* ACTION ITEM:
What lines in the material hold the string "veterinarian"? Return every one of them.
______
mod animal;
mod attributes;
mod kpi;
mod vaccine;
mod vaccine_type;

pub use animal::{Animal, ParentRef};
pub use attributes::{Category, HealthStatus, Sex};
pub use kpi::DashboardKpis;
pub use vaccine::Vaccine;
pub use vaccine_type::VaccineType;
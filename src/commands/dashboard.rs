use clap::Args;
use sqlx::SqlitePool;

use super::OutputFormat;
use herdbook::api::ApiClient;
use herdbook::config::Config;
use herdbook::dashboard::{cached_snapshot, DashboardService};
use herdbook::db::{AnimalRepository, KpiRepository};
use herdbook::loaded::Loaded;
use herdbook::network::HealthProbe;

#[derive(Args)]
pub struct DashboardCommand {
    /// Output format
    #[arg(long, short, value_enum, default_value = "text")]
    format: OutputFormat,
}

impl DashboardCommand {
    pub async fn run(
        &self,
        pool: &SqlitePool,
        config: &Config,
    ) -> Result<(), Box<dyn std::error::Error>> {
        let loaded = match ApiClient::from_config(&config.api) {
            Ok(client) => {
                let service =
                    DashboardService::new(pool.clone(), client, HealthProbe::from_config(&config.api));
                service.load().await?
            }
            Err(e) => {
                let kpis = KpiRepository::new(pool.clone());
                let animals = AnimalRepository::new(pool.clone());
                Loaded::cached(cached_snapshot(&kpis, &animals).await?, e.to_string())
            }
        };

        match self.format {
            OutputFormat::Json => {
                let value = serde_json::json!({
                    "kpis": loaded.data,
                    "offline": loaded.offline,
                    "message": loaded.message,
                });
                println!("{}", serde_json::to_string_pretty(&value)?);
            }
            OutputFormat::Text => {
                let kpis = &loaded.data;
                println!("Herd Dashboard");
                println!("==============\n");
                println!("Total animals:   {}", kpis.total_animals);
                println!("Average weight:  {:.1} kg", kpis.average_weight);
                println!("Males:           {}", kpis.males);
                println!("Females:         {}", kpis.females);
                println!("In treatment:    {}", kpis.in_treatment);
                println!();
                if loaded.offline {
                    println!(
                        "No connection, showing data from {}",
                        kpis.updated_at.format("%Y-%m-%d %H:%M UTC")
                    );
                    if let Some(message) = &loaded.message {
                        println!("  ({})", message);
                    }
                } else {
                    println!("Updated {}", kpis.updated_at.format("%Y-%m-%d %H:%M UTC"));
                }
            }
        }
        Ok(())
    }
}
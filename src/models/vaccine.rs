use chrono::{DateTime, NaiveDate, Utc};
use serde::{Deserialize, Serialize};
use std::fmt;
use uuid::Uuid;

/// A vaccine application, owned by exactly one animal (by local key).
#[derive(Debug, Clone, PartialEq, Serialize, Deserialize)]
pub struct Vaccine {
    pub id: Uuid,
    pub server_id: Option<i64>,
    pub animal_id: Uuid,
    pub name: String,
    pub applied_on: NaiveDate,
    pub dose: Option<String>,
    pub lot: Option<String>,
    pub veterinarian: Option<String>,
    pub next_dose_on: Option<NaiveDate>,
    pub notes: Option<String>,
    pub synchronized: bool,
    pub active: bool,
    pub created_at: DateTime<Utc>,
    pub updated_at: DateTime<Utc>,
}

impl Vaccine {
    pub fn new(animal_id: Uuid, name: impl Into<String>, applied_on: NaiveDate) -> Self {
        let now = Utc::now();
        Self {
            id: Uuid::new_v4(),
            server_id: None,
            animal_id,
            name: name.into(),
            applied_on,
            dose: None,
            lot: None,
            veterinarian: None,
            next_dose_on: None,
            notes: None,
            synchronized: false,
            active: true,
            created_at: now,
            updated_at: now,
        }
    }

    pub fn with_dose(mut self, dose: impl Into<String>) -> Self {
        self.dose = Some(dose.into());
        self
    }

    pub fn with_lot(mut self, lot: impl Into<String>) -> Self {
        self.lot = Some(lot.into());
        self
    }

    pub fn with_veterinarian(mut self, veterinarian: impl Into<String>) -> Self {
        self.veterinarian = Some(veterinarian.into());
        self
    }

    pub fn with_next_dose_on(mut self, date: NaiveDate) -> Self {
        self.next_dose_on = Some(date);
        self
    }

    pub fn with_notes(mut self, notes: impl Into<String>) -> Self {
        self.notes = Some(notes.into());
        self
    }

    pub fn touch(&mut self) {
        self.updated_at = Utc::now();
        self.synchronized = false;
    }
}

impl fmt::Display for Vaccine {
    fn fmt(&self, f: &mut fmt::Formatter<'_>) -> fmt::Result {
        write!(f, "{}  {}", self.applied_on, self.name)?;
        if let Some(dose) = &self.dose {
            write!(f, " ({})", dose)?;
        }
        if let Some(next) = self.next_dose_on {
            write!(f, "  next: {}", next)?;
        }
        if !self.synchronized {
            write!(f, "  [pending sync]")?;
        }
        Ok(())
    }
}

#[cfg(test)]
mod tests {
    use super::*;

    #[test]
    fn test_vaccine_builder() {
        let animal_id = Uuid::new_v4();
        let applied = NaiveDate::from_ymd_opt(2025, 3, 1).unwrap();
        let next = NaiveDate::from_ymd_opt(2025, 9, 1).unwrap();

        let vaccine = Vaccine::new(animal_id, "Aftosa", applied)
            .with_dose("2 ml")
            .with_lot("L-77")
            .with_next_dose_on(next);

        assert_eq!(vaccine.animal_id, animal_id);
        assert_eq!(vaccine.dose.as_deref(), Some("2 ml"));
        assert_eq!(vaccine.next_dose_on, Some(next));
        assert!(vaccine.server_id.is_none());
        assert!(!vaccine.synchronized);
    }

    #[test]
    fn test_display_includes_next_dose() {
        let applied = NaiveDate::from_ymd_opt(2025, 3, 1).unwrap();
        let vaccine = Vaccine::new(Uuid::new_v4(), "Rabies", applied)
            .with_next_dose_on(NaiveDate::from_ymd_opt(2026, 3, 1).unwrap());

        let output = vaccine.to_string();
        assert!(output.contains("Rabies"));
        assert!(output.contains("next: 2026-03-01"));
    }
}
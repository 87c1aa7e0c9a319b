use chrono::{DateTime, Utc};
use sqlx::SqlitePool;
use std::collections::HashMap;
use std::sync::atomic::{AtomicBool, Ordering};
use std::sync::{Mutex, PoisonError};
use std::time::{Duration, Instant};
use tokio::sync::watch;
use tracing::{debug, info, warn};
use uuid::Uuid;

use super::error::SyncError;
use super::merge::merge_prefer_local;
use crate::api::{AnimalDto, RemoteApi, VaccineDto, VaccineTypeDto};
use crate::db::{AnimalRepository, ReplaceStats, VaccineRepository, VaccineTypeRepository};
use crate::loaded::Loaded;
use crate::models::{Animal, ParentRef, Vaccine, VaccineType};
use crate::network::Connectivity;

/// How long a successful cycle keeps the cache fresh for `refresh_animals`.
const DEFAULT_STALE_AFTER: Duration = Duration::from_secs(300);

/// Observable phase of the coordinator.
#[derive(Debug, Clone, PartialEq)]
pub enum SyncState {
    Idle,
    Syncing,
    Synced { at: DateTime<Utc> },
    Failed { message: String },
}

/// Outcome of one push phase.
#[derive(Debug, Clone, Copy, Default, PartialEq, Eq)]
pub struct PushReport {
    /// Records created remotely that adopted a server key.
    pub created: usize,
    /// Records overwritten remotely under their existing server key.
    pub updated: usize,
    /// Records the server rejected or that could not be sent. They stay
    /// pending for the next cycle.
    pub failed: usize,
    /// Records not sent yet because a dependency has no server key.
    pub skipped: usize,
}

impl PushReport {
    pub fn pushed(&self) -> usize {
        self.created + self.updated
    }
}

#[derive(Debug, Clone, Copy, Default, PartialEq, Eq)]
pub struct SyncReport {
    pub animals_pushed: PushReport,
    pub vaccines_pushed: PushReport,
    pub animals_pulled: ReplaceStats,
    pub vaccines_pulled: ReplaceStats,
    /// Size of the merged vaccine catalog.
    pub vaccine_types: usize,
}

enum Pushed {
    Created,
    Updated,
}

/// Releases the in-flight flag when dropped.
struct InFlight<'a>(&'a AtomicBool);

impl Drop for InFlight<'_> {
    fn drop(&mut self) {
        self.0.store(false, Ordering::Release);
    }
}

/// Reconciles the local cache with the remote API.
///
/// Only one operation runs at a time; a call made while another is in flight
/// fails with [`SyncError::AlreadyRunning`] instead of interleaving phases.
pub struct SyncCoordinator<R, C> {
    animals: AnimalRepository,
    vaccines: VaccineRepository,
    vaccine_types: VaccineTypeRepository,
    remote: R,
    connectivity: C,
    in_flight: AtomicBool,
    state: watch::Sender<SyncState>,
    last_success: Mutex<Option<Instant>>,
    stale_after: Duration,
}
______
* SOLUTION:
    pub veterinarian: Option<String>,
            veterinarian: None,
    pub fn with_veterinarian(mut self, veterinarian: impl Into<String>) -> Self {
        self.veterinarian = Some(veterinarian.into());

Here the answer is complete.